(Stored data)

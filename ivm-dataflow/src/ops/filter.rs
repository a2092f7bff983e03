use ivm_data::{Constraint, Row, Value};
use ivm_errors::IvmResult;

use crate::change::{Change, Node};
use crate::lazy::LazyNodes;
use crate::pipeline::{NodeId, Pipeline};

/// A comparison operator for [`Predicate::Compare`].
#[derive(Clone, Copy, Debug, PartialEq, Eq)]
pub enum CompareOp {
    Lt,
    Le,
    Gt,
    Ge,
    Eq,
    Ne,
}

impl CompareOp {
    fn holds(self, lhs: &Value, rhs: &Value) -> bool {
        match self {
            CompareOp::Lt => lhs < rhs,
            CompareOp::Le => lhs <= rhs,
            CompareOp::Gt => lhs > rhs,
            CompareOp::Ge => lhs >= rhs,
            CompareOp::Eq => lhs == rhs,
            CompareOp::Ne => lhs != rhs,
        }
    }
}

/// A row predicate. Spec §4.5 names `Filter(predicate)` without fixing its
/// shape; the predicate surface excluded from scope is general SQL
/// expression evaluation (spec §1's Non-goals), not boolean composition of
/// column comparisons, so this stays a small closed enum rather than an
/// embedded expression evaluator.
#[derive(Clone, Debug)]
pub enum Predicate {
    Eq(Constraint),
    Compare {
        column: String,
        op: CompareOp,
        value: Value,
    },
    And(Vec<Predicate>),
    Or(Vec<Predicate>),
    Not(Box<Predicate>),
}

impl Predicate {
    pub fn eq(column: impl Into<String>, value: impl Into<Value>) -> Self {
        Predicate::Eq(Constraint::new(column, value))
    }

    pub fn compare(column: impl Into<String>, op: CompareOp, value: impl Into<Value>) -> Self {
        Predicate::Compare {
            column: column.into(),
            op,
            value: value.into(),
        }
    }

    pub fn holds(&self, row: &Row) -> bool {
        match self {
            Predicate::Eq(c) => c.matches(row),
            Predicate::Compare { column, op, value } => row
                .get(column)
                .is_some_and(|v| op.holds(v, value)),
            Predicate::And(preds) => preds.iter().all(|p| p.holds(row)),
            Predicate::Or(preds) => preds.iter().any(|p| p.holds(row)),
            Predicate::Not(p) => !p.holds(row),
        }
    }
}

/// Forwards add/remove/edit iff `predicate` holds, decomposing an edit
/// that crosses the predicate boundary into the equivalent add or remove
/// (spec §4.5).
#[derive(Debug)]
pub struct FilterNode {
    upstream: NodeId,
    predicate: Predicate,
    pub(crate) output: Option<NodeId>,
}

impl FilterNode {
    pub fn new(upstream: NodeId, predicate: Predicate) -> Self {
        FilterNode {
            upstream,
            predicate,
            output: None,
        }
    }

    pub fn push(&mut self, pipeline: &Pipeline, self_id: NodeId, change: Change) -> IvmResult<()> {
        let Some(output) = self.output else {
            return Ok(());
        };
        let forwarded = match change {
            Change::Add(node) => self.predicate.holds(&node.row).then_some(Change::Add(node)),
            Change::Remove(node) => self
                .predicate
                .holds(&node.row)
                .then_some(Change::Remove(node)),
            Change::Edit { old_row, row } => {
                let old_ok = self.predicate.holds(&old_row);
                let new_ok = self.predicate.holds(&row);
                match (old_ok, new_ok) {
                    (true, true) => Some(Change::Edit { old_row, row }),
                    (false, true) => Some(Change::Add(Node::new(row))),
                    (true, false) => Some(Change::Remove(Node::new(old_row))),
                    (false, false) => None,
                }
            }
            child @ Change::Child { .. } => Some(child),
        };
        if let Some(change) = forwarded {
            pipeline.push(output, self_id, change)?;
        }
        Ok(())
    }

    pub fn fetch(&self, pipeline: &Pipeline, constraints: &[Constraint]) -> IvmResult<LazyNodes> {
        let nodes = pipeline
            .fetch(self.upstream, constraints)?
            .filter(|n| self.predicate.holds(&n.row))
            .collect::<Vec<_>>();
        Ok(LazyNodes::new(nodes))
    }

    pub fn cleanup(&mut self, pipeline: &Pipeline, constraints: &[Constraint]) -> IvmResult<LazyNodes> {
        let nodes = pipeline
            .cleanup(self.upstream, constraints)?
            .filter(|n| self.predicate.holds(&n.row))
            .collect::<Vec<_>>();
        Ok(LazyNodes::new(nodes))
    }
}

#[cfg(test)]
mod tests {
    use super::*;
    use ivm_data::Value;

    fn row(status: &str) -> Row {
        Row::new([("status".to_string(), Value::from(status))])
    }

    #[test]
    fn edit_crossing_predicate_becomes_remove() {
        let pred = Predicate::eq("status", "open");
        assert!(pred.holds(&row("open")));
        assert!(!pred.holds(&row("closed")));
    }
}
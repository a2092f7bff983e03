//! The error taxonomy for the IVM dataflow core, matching spec §7.
//!
//! Every fallible entry point into the engine (`Source::push`,
//! `Input::fetch`/`cleanup`, `View::hydrate`) returns [`IvmResult`].
//! Source-level and operator-level errors are always fatal for the *current*
//! push: the caller must not assume partial progress was made on the
//! rejected change, and implementations must leave their own state
//! unchanged before returning one of these.

use thiserror::Error;

/// A single failure mode surfaced by the dataflow core.
#[derive(Debug, Error, Clone, PartialEq, Eq)]
pub enum IvmError {
    /// Raised at construction of a source, join, or view when the declared
    /// schema is unsound: a duplicate column, a missing/empty primary key,
    /// or relationship names that collide with a column or with each other.
    #[error("invalid schema: {0}")]
    InvalidSchema(String),

    /// A `SourceChange::Add` named a primary key that is already present in
    /// the source.
    #[error("duplicate primary key: {0}")]
    DuplicatePrimaryKey(String),

    /// A `SourceChange::Remove` or the old side of a `SourceChange::Edit`
    /// named a row that either does not exist at that primary key, or
    /// exists but does not match the claimed column values.
    #[error("row not found: {0}")]
    NotFound(String),

    /// A `SourceChange::Edit` claimed to be PK-preserving (via a sibling
    /// decomposition upstream) but the old and new rows disagree on a
    /// primary-key column.
    #[error("primary key mismatch on edit: {0}")]
    PrimaryKeyMismatch(String),

    /// An edit's old row failed to satisfy a constraint that the engine had
    /// assumed held for it (e.g. a constraint pushed down to a source that
    /// the source claims to apply via `appliedFilters`).
    #[error("constraint violation: {0}")]
    ConstraintViolation(String),

    /// An internal invariant was broken — e.g. a `singular` relationship
    /// received a second child. This indicates a bug in an upstream
    /// operator or in the caller's use of the public contract, not a
    /// user-correctable condition.
    #[error("invariant violation: {0}")]
    InvariantViolation(String),

    /// A change arrived at an operator in an order its contract forbids
    /// (e.g. a `push` while a previously returned `LazyNodes` from the same
    /// node is still outstanding).
    #[error("out-of-order operation: {0}")]
    OutOfOrder(String),

    /// A [`LazyNodes`](https://docs.rs/ivm-dataflow) sequence was dropped
    /// before being fully consumed or explicitly cleaned up, leaking the
    /// scratch entries it was holding open.
    #[error("lazy sequence abandoned: {0}")]
    LazySequenceAbandoned(String),

    /// Catch-all for assertion-style failures that don't have a more
    /// specific variant yet.
    #[error("internal error: {0}")]
    Internal(String),
}

/// Shorthand used throughout the engine in place of `std::result::Result`.
pub type IvmResult<T> = Result<T, IvmError>;

impl IvmError {
    /// Build an [`IvmError::Internal`] from anything `Display`-able, an
    /// escape hatch for wrapping an ad-hoc message without requiring a
    /// dedicated variant for every possible assertion failure.
    pub fn internal(msg: impl Into<String>) -> Self {
        IvmError::Internal(msg.into())
    }
}

/// Construct an [`IvmError::Internal`], formatting its arguments the way
/// `format!` does.
#[macro_export]
macro_rules! internal_err {
    ($($arg:tt)*) => {
        $crate::IvmError::internal(format!($($arg)*))
    };
}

EXERCISE
Show all lines above holding the word "core".

ANSWER FOR THIS EXERCISE
//! The error taxonomy for the IVM dataflow core, matching spec §7.
/// A single failure mode surfaced by the dataflow core.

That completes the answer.